Il Genoa ritrova lo spirito e gli applausi ma non basta
Al Genoa resta in bocca la consueta litania: “Meritavamo di più”. La sua gente, ignorando per un attimo la terribile classifica, al fischIo finale chiama tutti i suoi ragazzi sotto la gradinata per tributarle un fervido applauso. La prestazione però non è bastata a frenare una discesa verticale verso gli inferi.
Una pallida Foorentina, priva del grande ex Gudmundsson e del centravanti titolare, Kean, giochicchia senza incidere granché e per il portiere rossoblù Leali la serata è estremamente comoda. Ma quando la superiorità tecnica dei singoli è marcata, basta un assalto neppur troppo veemente per passare all’incasso. La condanna arriva in mischia, con Gosens, che è stato nazionale tedesco, capace di accalappiare un pallone complicato speditogli da Beltram e vincendo un contrasto areao infilare la sfera nell’angolo. Corre il 72′ e sino a quel momento il pareggio pareva impresso nella roccia, il logico verdetto salomonico tra due team con le polveri bagnatissime.
Una formazione da Europa League però il colpo decisivo lo può sempre trovare, mentre è più raro che accada alla classica provinciale, che fa le pentole ma non i coperchi. Come dimenticare l’ignobile ciabattata di Sabelli nel primo tempo, finita fuori con tutto lo specchio libero? E l’egoismo di Pinamonti che nella ripresa, con un compagno solo soletto a cinque metri, invece di servirlo, si gira scompostamente e sparacchia la sfera addosso al difensore più vicino? E in quante altre circostanze il Grifone, sospinto da ua feroce determinazione e dallo spirito dei giorni migliori, ha recuperato palla sulla trequarti rivale per poi sciupare tutto con una rifinitura errata o con un’imcomprensione?

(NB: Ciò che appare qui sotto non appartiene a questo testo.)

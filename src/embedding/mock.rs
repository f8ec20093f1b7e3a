//! Deterministic in-process embedder for tests and demos.

use std::sync::atomic::{AtomicUsize, Ordering};

use async_trait::async_trait;

use super::{Embedder, EmbeddingModel, ProviderKind};
use crate::types::PipelineError;

/// Hash-derived embedder: identical text always maps to the same vector, no
/// network involved. A failure can be injected on a specific call index to
/// exercise the pipeline's containment behavior.
pub struct MockEmbedder {
    model: EmbeddingModel,
    calls: AtomicUsize,
    fail_on_call: Option<usize>,
}

impl MockEmbedder {
    pub fn new(dimension: usize, max_context: usize) -> Self {
        Self {
            model: EmbeddingModel {
                name: "mock-embedder".to_string(),
                provider: ProviderKind::OpenAi,
                max_context,
                dimension,
            },
            calls: AtomicUsize::new(0),
            fail_on_call: None,
        }
    }

    /// Fails the zero-based `call`-th embed call with a provider error.
    #[must_use]
    pub fn with_failure_on_call(mut self, call: usize) -> Self {
        self.fail_on_call = Some(call);
        self
    }

    /// Number of embed calls seen so far.
    pub fn calls(&self) -> usize {
        self.calls.load(Ordering::SeqCst)
    }
}

#[async_trait]
impl Embedder for MockEmbedder {
    fn model(&self) -> &EmbeddingModel {
        &self.model
    }

    async fn embed(&self, text: &str) -> Result<Vec<f32>, PipelineError> {
        let call = self.calls.fetch_add(1, Ordering::SeqCst);
        if self.fail_on_call == Some(call) {
            return Err(PipelineError::Provider(format!(
                "mock provider failure injected on call {call}"
            )));
        }
        Ok(hash_to_vec(text, self.model.dimension))
    }
}

fn hash_to_vec(text: &str, dimension: usize) -> Vec<f32> {
    use std::collections::hash_map::DefaultHasher;
    use std::hash::{Hash, Hasher};

    let mut hasher = DefaultHasher::new();
    text.hash(&mut hasher);
    let seed = hasher.finish();
    (0..dimension)
        .map(|i| {
            let bits = seed.rotate_left((i % 64) as u32) ^ ((i as u64) << 24);
            ((bits & u64::from(u32::MAX)) as f32) / u32::MAX as f32
        })
        .collect()
}
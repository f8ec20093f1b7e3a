//! Rendered-HTML to lightweight markup conversion.
//!
//! The output is a markdown-flavored plain text: headings keep a `#` prefix,
//! list items a `- ` prefix, anchors become `[text](url)`, and inline code is
//! wrapped in backticks. Link syntax is preserved so the link statistics pass
//! can count occurrences with a plain pattern match. Conversion is
//! deterministic for identical input.

use scraper::{ElementRef, Html, Node};

/// Converts an HTML fragment into markdown-flavored plain text.
pub fn html_to_markup(html: &str) -> String {
    let fragment = Html::parse_fragment(html);
    let mut out = String::new();
    render_children(fragment.root_element(), &mut out, false);
    tidy(&out)
}

fn render_children(element: ElementRef<'_>, out: &mut String, preserve: bool) {
    for child in element.children() {
        match child.value() {
            Node::Text(text) => {
                if preserve {
                    out.push_str(text);
                } else {
                    push_collapsed(out, text);
                }
            }
            Node::Element(_) => {
                if let Some(el) = ElementRef::wrap(child) {
                    render_element(el, out, preserve);
                }
            }
            _ => {}
        }
    }
}

fn render_element(el: ElementRef<'_>, out: &mut String, preserve: bool) {
    let tag = el.value().name();
    if let Some(level) = heading_level(tag) {
        ensure_block(out);
        for _ in 0..level {
            out.push('#');
        }
        out.push(' ');
        render_children(el, out, false);
        ensure_block(out);
        return;
    }

    match tag {
        "script" | "style" | "template" | "noscript" | "svg" | "head" | "iframe" => {}
        "br" => out.push('\n'),
        "hr" => {
            ensure_block(out);
            out.push_str("---");
            ensure_block(out);
        }
        "p" | "div" | "section" | "article" | "blockquote" | "figure" | "table" | "ul" | "ol" => {
            ensure_block(out);
            render_children(el, out, preserve);
            ensure_block(out);
        }
        "li" => {
            ensure_line(out);
            out.push_str("- ");
            render_children(el, out, preserve);
            ensure_line(out);
        }
        "a" => {
            let mut text = String::new();
            render_children(el, &mut text, false);
            let text = text.trim();
            match el.value().attr("href") {
                Some(href) if !text.is_empty() => {
                    out.push('[');
                    out.push_str(text);
                    out.push_str("](");
                    out.push_str(href);
                    out.push(')');
                }
                _ => out.push_str(text),
            }
        }
        "code" => {
            if preserve {
                render_children(el, out, true);
            } else {
                out.push('`');
                render_children(el, out, true);
                out.push('`');
            }
        }
        "pre" => {
            ensure_block(out);
            render_children(el, out, true);
            ensure_block(out);
        }
        "img" => {}
        _ => render_children(el, out, preserve),
    }
}

fn heading_level(tag: &str) -> Option<usize> {
    match tag {
        "h1" => Some(1),
        "h2" => Some(2),
        "h3" => Some(3),
        "h4" => Some(4),
        "h5" => Some(5),
        "h6" => Some(6),
        _ => None,
    }
}

/// Appends text with whitespace runs collapsed to single spaces.
///
/// A trailing run becomes one space so adjacent inline elements stay
/// separated; block handling trims it again at boundaries.
fn push_collapsed(out: &mut String, text: &str) {
    let mut prev_ends_word = out.chars().last().is_some_and(|c| !c.is_whitespace());
    let mut saw_space = false;
    for ch in text.chars() {
        if ch.is_whitespace() {
            saw_space = true;
        } else {
            if saw_space && prev_ends_word {
                out.push(' ');
            }
            out.push(ch);
            prev_ends_word = true;
            saw_space = false;
        }
    }
    if saw_space && prev_ends_word {
        out.push(' ');
    }
}

fn ensure_block(out: &mut String) {
    trim_trailing_spaces(out);
    if out.is_empty() {
        return;
    }
    while !out.ends_with("\n\n") {
        out.push('\n');
    }
}

fn ensure_line(out: &mut String) {
    trim_trailing_spaces(out);
    if out.is_empty() {
        return;
    }
    if !out.ends_with('\n') {
        out.push('\n');
    }
}

fn trim_trailing_spaces(out: &mut String) {
    while out.ends_with(' ') {
        out.pop();
    }
}

/// Collapses runs of blank lines and trims the ends.
fn tidy(raw: &str) -> String {
    let mut out = String::with_capacity(raw.len());
    let mut blank_run = 0usize;
    for line in raw.lines() {
        let line = line.trim_end();
        if line.is_empty() {
            blank_run += 1;
            continue;
        }
        if !out.is_empty() {
            out.push('\n');
            if blank_run > 0 {
                out.push('\n');
            }
        }
        blank_run = 0;
        out.push_str(line);
    }
    out
}
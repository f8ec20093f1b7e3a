//! Token-bounded document splitting.

pub mod token;

pub use token::{ChunkSlice, TokenChunker, TokenizerKind};
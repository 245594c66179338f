//! In-memory ledger backend

use super::record::{CostRecord, DailyCost};
use super::store::LedgerStore;
use crate::clock::Clock;
use crate::error::Result;
use async_trait::async_trait;
use chrono::{DateTime, Duration as ChronoDuration, NaiveDate, Utc};
use std::collections::BTreeMap;
use std::sync::Arc;
use tokio::sync::RwLock;
use tracing::debug;

/// In-memory ledger for tests and single-node deployments
#[derive(Clone)]
pub struct MemoryLedger {
    records: Arc<RwLock<Vec<CostRecord>>>,
    clock: Arc<dyn Clock>,
}

impl MemoryLedger {
    /// Create an empty ledger
    #[must_use]
    pub fn new(clock: Arc<dyn Clock>) -> Self {
        Self {
            records: Arc::new(RwLock::new(Vec::new())),
            clock,
        }
    }

    /// Number of records appended so far
    pub async fn record_count(&self) -> usize {
        self.records.read().await.len()
    }

    /// All records for one caller, oldest first
    pub async fn records_for(&self, caller_id: &str) -> Vec<CostRecord> {
        self.records
            .read()
            .await
            .iter()
            .filter(|record| record.caller_id == caller_id)
            .cloned()
            .collect()
    }
}

#[async_trait]
impl LedgerStore for MemoryLedger {
    async fn append(&self, record: &CostRecord) -> Result<()> {
        debug!(
            caller = %record.caller_id,
            request_type = %record.request_type,
            micros = record.amount_microdollars,
            "cost record appended"
        );
        self.records.write().await.push(record.clone());
        Ok(())
    }

    async fn daily_breakdown(&self, days: u32) -> Result<Vec<DailyCost>> {
        if days == 0 {
            return Ok(Vec::new());
        }
        let today = self.clock.now_utc().date_naive();
        let cutoff = today - ChronoDuration::days(i64::from(days - 1));

        let records = self.records.read().await;
        let mut by_day: BTreeMap<NaiveDate, DailyCost> = BTreeMap::new();
        for record in records.iter() {
            let day = record.occurred_at.date_naive();
            if day < cutoff || day > today {
                continue;
            }
            let daily = by_day.entry(day).or_insert_with(|| DailyCost {
                day,
                ..Default::default()
            });
            daily.request_count += 1;
            daily.input_units += u64::from(record.input_units);
            daily.output_units += u64::from(record.output_units);
            daily.amount_microdollars = daily
                .amount_microdollars
                .saturating_add(record.amount_microdollars);
        }
        Ok(by_day.into_values().rev().collect())
    }

    async fn period_spend(&self, period_start: DateTime<Utc>) -> Result<u64> {
        let records = self.records.read().await;
        Ok(records
            .iter()
            .filter(|record| record.occurred_at >= period_start)
            .fold(0u64, |total, record| {
                total.saturating_add(record.amount_microdollars)
            }))
    }
}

Stavolta, almeno in merito all’undici di partenza, con il quasi diciottenne Ekhator al posto di Pinamonti e Thorsby a far legna a centrocampo, nulla si può rimproverare a mister Gilardino. Il ragazzotto si batte con vivacità e spirito di iniziativa, pur non affrancandosi da qualche ingenuità, ma tutta la squadra (forse eccettuato un Pinamonti sempre indietro di un giro) si batte con ardore esprimendo pure un apprezzabile ordine tattico.
Nella ripresa la Fiorentina sale appena di tono ma sino all’ingresso di Adli per il macchinoso Richardson non brilla e non crea disagio alla difesa locale. Alla distanza, tuttavia, prende un po’ più di campo, forse sfruttando anche la comprensibile stanchezza dell’ex Badelj (recuperato in extremis), il più vecchio in campo, e di Ekhator, il più giovane. Tuttavia, con quei due nell’agone, lo 0-0 non si era sbloccato.

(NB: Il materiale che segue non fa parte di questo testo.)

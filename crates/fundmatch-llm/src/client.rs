//! Provider client abstraction
//!
//! Request/response types shared by all provider clients, and the trait the
//! gateway calls through. Prompt construction is the caller's concern; a
//! request arrives here with its text fully rendered.

use crate::error::Result;
use async_trait::async_trait;
use serde::{Deserialize, Serialize};

// ============================================================================
// Core Types
// ============================================================================

/// Token usage reported by a provider
#[derive(Debug, Clone, Default, Serialize, Deserialize)]
pub struct TokenUsage {
    /// Tokens consumed by the prompt
    pub prompt_tokens: u32,
    /// Tokens generated in the completion
    pub completion_tokens: u32,
    /// Total tokens for the call
    pub total_tokens: u32,
}

/// A completion request
#[derive(Debug, Clone, Serialize, Deserialize)]
pub struct CompletionRequest {
    /// Model to use (empty string means the provider default)
    pub model: String,
    /// Fully rendered prompt text
    pub prompt: String,
    /// Maximum tokens to generate
    pub max_tokens: Option<u32>,
    /// Sampling temperature (0.0 - 2.0)
    pub temperature: Option<f32>,
}

impl CompletionRequest {
    /// Create a request for the provider's default model
    pub fn new(prompt: impl Into<String>) -> Self {
        Self {
            model: String::new(),
            prompt: prompt.into(),
            max_tokens: None,
            temperature: None,
        }
    }

    /// Set the model
    #[must_use]
    pub fn with_model(mut self, model: impl Into<String>) -> Self {
        self.model = model.into();
        self
    }

    /// Set the maximum tokens to generate
    #[must_use]
    pub fn with_max_tokens(mut self, max_tokens: u32) -> Self {
        self.max_tokens = Some(max_tokens);
        self
    }

    /// Set the sampling temperature
    #[must_use]
    pub fn with_temperature(mut self, temperature: f32) -> Self {
        self.temperature = Some(temperature);
        self
    }
}

/// A completion response
#[derive(Debug, Clone, Serialize, Deserialize)]
pub struct CompletionResponse {
    /// Generated text
    pub content: String,
    /// Model that actually served the request
    pub model: String,
    /// Token usage, when the provider reports it
    pub usage: Option<TokenUsage>,
    /// Why generation stopped ("stop", "length", ...)
    pub finish_reason: Option<String>,
}

// ============================================================================
// Provider Trait
// ============================================================================

/// Trait implemented by every provider client
#[async_trait]
pub trait ProviderClient: Send + Sync {
    /// Short provider name, used in logs and breaker endpoint keys
    fn name(&self) -> &str;

    /// Model used when a request does not name one
    fn default_model(&self) -> &str;

    /// Execute a completion request against the provider
    async fn complete(&self, request: CompletionRequest) -> Result<CompletionResponse>;
}
//! Redis cache backend
//!
//! Entries are stored as JSON under a shared key prefix with a server-side
//! TTL, so expiry survives gateway restarts. The hit counter rides along in
//! the JSON and is written back under the remaining TTL on each hit.

use super::store::{CacheEntry, CacheStore};
use crate::clock::Clock;
use crate::error::{GatewayError, Result};
use async_trait::async_trait;
use std::sync::Arc;
use std::time::Duration;
use tracing::debug;

const DEFAULT_PREFIX: &str = "fundmatch:cache:";

/// Redis-backed cache shared across gateway instances
#[derive(Clone)]
pub struct RedisCache {
    client: redis::Client,
    prefix: String,
    clock: Arc<dyn Clock>,
}

impl RedisCache {
    /// Connect to Redis at `redis_url`
    pub fn new(redis_url: &str, clock: Arc<dyn Clock>) -> Result<Self> {
        let client = redis::Client::open(redis_url)
            .map_err(|e| GatewayError::Storage(format!("Redis connect failed: {}", e)))?;
        Ok(Self {
            client,
            prefix: DEFAULT_PREFIX.to_string(),
            clock,
        })
    }

    /// Override the key prefix
    #[must_use]
    pub fn with_prefix(mut self, prefix: impl Into<String>) -> Self {
        self.prefix = prefix.into();
        self
    }

    fn build_key(&self, fingerprint: &str) -> String {
        format!("{}{}", self.prefix, fingerprint)
    }

    async fn get_connection(&self) -> Result<redis::aio::MultiplexedConnection> {
        self.client
            .get_multiplexed_async_connection()
            .await
            .map_err(|e| GatewayError::Storage(format!("Redis connection failed: {}", e)))
    }
}

#[async_trait]
impl CacheStore for RedisCache {
    async fn get(&self, fingerprint: &str) -> Result<Option<CacheEntry>> {
        let key = self.build_key(fingerprint);
        let mut conn = self.get_connection().await?;

        let raw: Option<String> = redis::cmd("GET")
            .arg(&key)
            .query_async(&mut conn)
            .await
            .map_err(|e| GatewayError::Storage(format!("Redis GET failed: {}", e)))?;

        let raw = match raw {
            Some(raw) => raw,
            None => return Ok(None),
        };

        let mut entry: CacheEntry = serde_json::from_str(&raw)
            .map_err(|e| GatewayError::Storage(format!("corrupt cache entry: {}", e)))?;

        let now = self.clock.now_utc();
        if entry.is_expired(now) {
            // Server-side expiry has not fired yet; honor the stamp
            let _: () = redis::cmd("DEL")
                .arg(&key)
                .query_async(&mut conn)
                .await
                .map_err(|e| GatewayError::Storage(format!("Redis DEL failed: {}", e)))?;
            return Ok(None);
        }

        entry.hit_count += 1;
        let remaining = entry.remaining_ttl_secs(now).max(1);
        let json = serde_json::to_string(&entry)
            .map_err(|e| GatewayError::Storage(format!("serialize cache entry: {}", e)))?;
        let _: () = redis::cmd("SETEX")
            .arg(&key)
            .arg(remaining)
            .arg(&json)
            .query_async(&mut conn)
            .await
            .map_err(|e| GatewayError::Storage(format!("Redis SETEX failed: {}", e)))?;

        Ok(Some(entry))
    }

    async fn put(&self, fingerprint: &str, value: String, ttl: Duration) -> Result<()> {
        let key = self.build_key(fingerprint);
        let entry = CacheEntry::new(fingerprint, value, ttl, self.clock.now_utc());
        let json = serde_json::to_string(&entry)
            .map_err(|e| GatewayError::Storage(format!("serialize cache entry: {}", e)))?;

        let mut conn = self.get_connection().await?;
        debug!(fingerprint = %fingerprint, ttl_secs = ttl.as_secs(), "caching response in redis");
        let _: () = redis::cmd("SETEX")
            .arg(&key)
            .arg(ttl.as_secs())
            .arg(&json)
            .query_async(&mut conn)
            .await
            .map_err(|e| GatewayError::Storage(format!("Redis SETEX failed: {}", e)))?;
        Ok(())
    }

    async fn invalidate(&self, fingerprint: &str) -> Result<bool> {
        let key = self.build_key(fingerprint);
        let mut conn = self.get_connection().await?;
        let deleted: i64 = redis::cmd("DEL")
            .arg(&key)
            .query_async(&mut conn)
            .await
            .map_err(|e| GatewayError::Storage(format!("Redis DEL failed: {}", e)))?;
        Ok(deleted > 0)
    }
}

// Redis tests require a running Redis instance.
// Run with: cargo test --features redis-tests
#[cfg(all(test, feature = "redis-tests"))]
mod tests {
    use super::*;
    use crate::clock::SystemClock;

    fn test_cache() -> RedisCache {
        let url =
            std::env::var("REDIS_URL").unwrap_or_else(|_| "redis://127.0.0.1:6379".to_string());
        RedisCache::new(&url, Arc::new(SystemClock::new()))
            .unwrap()
            .with_prefix("fundmatch:test:cache:")
    }

    #[tokio::test]
    async fn test_put_get_invalidate() {
        let cache = test_cache();
        let fingerprint = format!("fp-{}", uuid::Uuid::new_v4());

        cache
            .put(&fingerprint, "payload".to_string(), Duration::from_secs(60))
            .await
            .unwrap();

        let entry = cache.get(&fingerprint).await.unwrap().unwrap();
        assert_eq!(entry.value, "payload");
        assert_eq!(entry.hit_count, 1);

        assert!(cache.invalidate(&fingerprint).await.unwrap());
        assert!(cache.get(&fingerprint).await.unwrap().is_none());
    }

    #[tokio::test]
    async fn test_missing_key_reads_as_none() {
        let cache = test_cache();
        assert!(cache.get("fp-never-written").await.unwrap().is_none());
    }

    #[tokio::test]
    async fn test_hit_count_persists_across_reads() {
        let cache = test_cache();
        let fingerprint = format!("fp-{}", uuid::Uuid::new_v4());

        cache
            .put(&fingerprint, "payload".to_string(), Duration::from_secs(60))
            .await
            .unwrap();

        cache.get(&fingerprint).await.unwrap();
        let entry = cache.get(&fingerprint).await.unwrap().unwrap();
        assert_eq!(entry.hit_count, 2);

        cache.invalidate(&fingerprint).await.unwrap();
    }
}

Sarà anche un caso, forse la Viola avrebbe prima o poi trovato ugualmente il varvco vincente, ma appena Gilardino ha immesso Miretti per il capitano e Masini per il bocia, avanzando Thorsby all’altezza di Pinamonti, si è rivisto il Genoa col braccetto corto, tutto raggrumato davanti a Leali, senza un solo attaccante in grado di tenere indietro i difensori toscani, subito diventati centrocampisti aggiunti. Immediato, ecco il vantaggio viola, quasi a punire quel ritorno gilardiniano al passato più triste.
Naturalmente, come in mille altre circostanze, appena è arrivato lo schiaffone, il Genoa l’ha messa sulla bagarre e finalmente ha provato a chiudere i rivali nella propria area, riuscendoci almeno in parte. Purtroppo, il disperato serrate, cui hanno trecipato pure i subentrati Zanoli e Gaston Pereiro, non è stato baciato dal destino. Sì perché è anche jella trovarsi di fronte un titanico De Gea, probabilmente il miglior portiere del campionato, capace di dire di no due volte a Pinamonti e di volare sulla propria sinistra al 91′ per svellere dall’angolo un’inzuccata di Vasquez degna di miglior sorte.
Il pari sarebbe stato un premio più che legittimo per un Grifone indomito, ma qui si torna all’assunto iniziale: puoi anche giocare alla pari o meglio di uno squadrone, ma quando latita il talento finisci per lanciare maledizioni e soccombere.